Collected data entries:

========

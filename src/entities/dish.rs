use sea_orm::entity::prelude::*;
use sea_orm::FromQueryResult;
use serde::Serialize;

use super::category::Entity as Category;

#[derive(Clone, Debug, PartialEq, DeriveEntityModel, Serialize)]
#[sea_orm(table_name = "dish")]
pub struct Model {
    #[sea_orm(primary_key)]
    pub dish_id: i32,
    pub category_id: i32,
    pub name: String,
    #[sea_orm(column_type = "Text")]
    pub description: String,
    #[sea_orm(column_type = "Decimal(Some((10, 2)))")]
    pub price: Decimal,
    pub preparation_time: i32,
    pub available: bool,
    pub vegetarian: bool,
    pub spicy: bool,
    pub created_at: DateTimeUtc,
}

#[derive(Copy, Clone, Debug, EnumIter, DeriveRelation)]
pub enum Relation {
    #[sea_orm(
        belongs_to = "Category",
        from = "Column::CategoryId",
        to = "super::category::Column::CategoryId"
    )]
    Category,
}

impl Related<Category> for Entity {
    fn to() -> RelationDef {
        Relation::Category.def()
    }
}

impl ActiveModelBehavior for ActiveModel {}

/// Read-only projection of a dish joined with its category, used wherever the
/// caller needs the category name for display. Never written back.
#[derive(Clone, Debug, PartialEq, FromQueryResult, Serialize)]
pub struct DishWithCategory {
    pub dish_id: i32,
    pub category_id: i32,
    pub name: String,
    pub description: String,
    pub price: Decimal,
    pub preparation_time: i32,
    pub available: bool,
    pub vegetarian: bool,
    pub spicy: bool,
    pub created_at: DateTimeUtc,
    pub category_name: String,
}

========

## What you need to do:
Give back every entry above, complete and exact.

## Response to the exercise:
filename src/entities/dish.rs
use sea_orm::entity::prelude::*;
use sea_orm::FromQueryResult;
use serde::Serialize;

use super::category::Entity as Category;

#[derive(Clone, Debug, PartialEq, DeriveEntityModel, Serialize)]
#[sea_orm(table_name = "dish")]
pub struct Model {
    #[sea_orm(primary_key)]
    pub dish_id: i32,
    pub category_id: i32,
    pub name: String,
    #[sea_orm(column_type = "Text")]
    pub description: String,
    #[sea_orm(column_type = "Decimal(Some((10, 2)))")]
    pub price: Decimal,
    pub preparation_time: i32,
    pub available: bool,
    pub vegetarian: bool,
    pub spicy: bool,
    pub created_at: DateTimeUtc,
}

#[derive(Copy, Clone, Debug, EnumIter, DeriveRelation)]
pub enum Relation {
    #[sea_orm(
        belongs_to = "Category",
        from = "Column::CategoryId",
        to = "super::category::Column::CategoryId"
    )]
    Category,
}

impl Related<Category> for Entity {
    fn to() -> RelationDef {
        Relation::Category.def()
    }
}

impl ActiveModelBehavior for ActiveModel {}

/// Read-only projection of a dish joined with its category, used wherever the
/// caller needs the category name for display. Never written back.
#[derive(Clone, Debug, PartialEq, FromQueryResult, Serialize)]
pub struct DishWithCategory {
    pub dish_id: i32,
    pub category_id: i32,
    pub name: String,
    pub description: String,
    pub price: Decimal,
    pub preparation_time: i32,
    pub available: bool,
    pub vegetarian: bool,
    pub spicy: bool,
    pub created_at: DateTimeUtc,
    pub category_name: String,
}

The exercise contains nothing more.